As we predict sales for the next month, as a label we're going to take a number of sold items of next following month. Sample to explain (add a pic):

In [None]:
# Creating a label

train_monthly['label'] = train_monthly.sort_values('date_block_num').groupby(['shop_id', 'item_id'])['item_cnt'].shift(-1)

In [None]:
# Sample - remove after creating a pic
train_monthly.loc[(train_monthly.shop_id == 50) & (train_monthly.item_id == 5822) & (train_monthly.date_block_num == 5)]

** Features engeneering**

We create extra features from data:  
- 'item_price_unit' - unitary item prices as total sales sum // to quntity, to equalize еру discount policy,  
- 'item_cnt_shifted1', 'item_cnt_shifted2', 'item_cnt_shifted3' - quantity of sold items in the next/2nd/3rd folowing month, to reflect the trend,  
- 'item_trend' - difference with 'shifted' column, to reflect the trend

In [None]:
# item_price_unit

train_monthly['item_price_unit'] = train_monthly['item_price'] // train_monthly['item_cnt']
train_monthly['item_price_unit'].fillna(0, inplace=True)

# remove inf
train_monthly['item_price_unit'].replace(np.inf, 0, inplace=True) 

In [None]:
# item_cnt_shifted1, item_cnt_shifted2, item_cnt_shifted3

lag_list = [1, 2, 3]

for lag in lag_list:
    ft_name = ('item_cnt_shifted%s' % lag)
    train_monthly[ft_name] = train_monthly.sort_values('date_block_num').groupby(['shop_id', 'item_category_id', 'item_id'])['item_cnt'].shift(lag)
    
    # Fill the empty shifted features with 0
    train_monthly[ft_name].fillna(0, inplace=True)

In [None]:
# item trend

train_monthly['item_trend'] = train_monthly['item_cnt']

for lag in lag_list:
    ft_name = ('item_cnt_shifted%s' % lag)
    train_monthly['item_trend'] -= train_monthly[ft_name]

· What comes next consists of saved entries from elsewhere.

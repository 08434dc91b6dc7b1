// Copyright (c) 2025 Steve Wagner (ciroque@live.com)
// SPDX-License-Identifier: MIT

pub mod factory;
pub mod stages;

pub use factory::{is_type_available, list_available_types, register_builtins};
pub use stages::*;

train_monthly['item_trend'] /= len(lag_list) + 1

**Resulting dataset:**

In [None]:
train_monthly.head()

In [None]:
train_monthly.describe()

## Step 6 : Modeling

### Train - validation - split  

Our train dataset has 33 date_num_block (equal to 33 months), so we divide data as following:    
- train set - date_num_block 3 - 27; we drop first 3 months as they have no data in generated shifted columns,  
- validation set - date_num_block 28-32,   

** Train and validation sets preparation**

In [None]:
train_set = train_monthly.loc[(train_monthly.date_block_num > 2) & (train_monthly.date_block_num < 28)].copy()
validation_set = train_monthly.loc[(train_monthly.date_block_num >= 28) & (train_monthly.date_block_num != 33)]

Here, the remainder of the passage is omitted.